[<prev] [next>] [<thread-prev] [thread-next>] [day] [month] [year] [list]
Message-ID: <4ABC7DCE.2000404@redhat.com>
Date: Fri, 25 Sep 2009 11:22:38 +0300
From: Avi Kivity <avi@...hat.com>
To: Gregory Haskins <gregory.haskins@...il.com>
CC: "Ira W. Snyder" <iws@...o.caltech.edu>,
"Michael S. Tsirkin" <mst@...hat.com>, netdev@...r.kernel.org,
virtualization@...ts.linux-foundation.org, kvm@...r.kernel.org,
linux-kernel@...r.kernel.org, mingo@...e.hu, linux-mm@...ck.org,
akpm@...ux-foundation.org, hpa@...or.com,
Rusty Russell <rusty@...tcorp.com.au>, s.hetze@...ux-ag.com,
alacrityvm-devel@...ts.sourceforge.net
Subject: Re: [PATCHv5 3/3] vhost_net: a kernel-level virtio server
On 09/24/2009 09:03 PM, Gregory Haskins wrote:
>
>> I don't really see how vhost and vbus are different here. vhost expects
>> signalling to happen through a couple of eventfds and requires someone
>> to supply them and implement kernel support (if needed). vbus requires
>> someone to write a connector to provide the signalling implementation.

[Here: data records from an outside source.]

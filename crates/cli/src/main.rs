use std::process::ExitCode;

use clap::Parser;
use clap::error::ErrorKind;
use tracing_subscriber::EnvFilter;

mod install;
mod output;
mod prompts;

/// verso - install software versions into a versioned directory tree
#[derive(Parser, Debug)]
#[command(name = "verso")]
#[command(version, about, long_about = None)]
pub(crate) struct Cli {
  /// Version name or path to a definition file
  pub definition: Option<String>,

  /// List all available versions and exit
  #[arg(short, long)]
  pub list: bool,

  /// Install even if the version appears to be installed already
  #[arg(short, long)]
  pub force: bool,

  /// Ask the build engine to keep its working tree after building
  #[arg(short, long)]
  pub keep: bool,

  /// Forward verbose output from the build engine
  #[arg(short, long)]
  pub verbose: bool,
}

fn main() -> ExitCode {
  tracing_subscriber::fmt()
    .with_env_filter(EnvFilter::from_default_env())
    .without_time()
    .init();

  // clap exits 2 on usage errors by default; this tool reserves 2 for the
  // build engine's "definition not recognized" status, so map parse errors
  // to 1 ourselves.
  let cli = match Cli::try_parse() {
    Ok(cli) => cli,
    Err(err) => {
      let code = match err.kind() {
        ErrorKind::DisplayHelp | ErrorKind::DisplayVersion => 0,
        _ => 1,
      };
      let _ = err.print();
      return ExitCode::from(code);
    }
  };

  let runtime = match tokio::runtime::Builder::new_current_thread().enable_all().build() {
    Ok(runtime) => runtime,
    Err(err) => {
      output::print_error(&format!("failed to create async runtime: {err}"));
      return ExitCode::FAILURE;
    }
  };

  match runtime.block_on(install::run(cli)) {
    Ok(code) => code,
    Err(err) => {
      output::print_error(&format!("{err:#}"));
      ExitCode::FAILURE
    }
  }
}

>> Neither will work out-of-the-box when implementing virtio-net over
>> falling dominos, for example.
>>
> I realize in retrospect that my choice of words above implies vbus _is_
> complete, but this is not what I was saying. What I was trying to
> convey is that vbus is _more_ complete. Yes, in either case some kind
> of glue needs to be written. The difference is that vbus implements
> more of the glue generally, and leaves less required to be customized
> for each iteration.
>
No argument there. Since you care about non-virt scenarios and virtio
doesn't, naturally vbus is a better fit for them as the code stands.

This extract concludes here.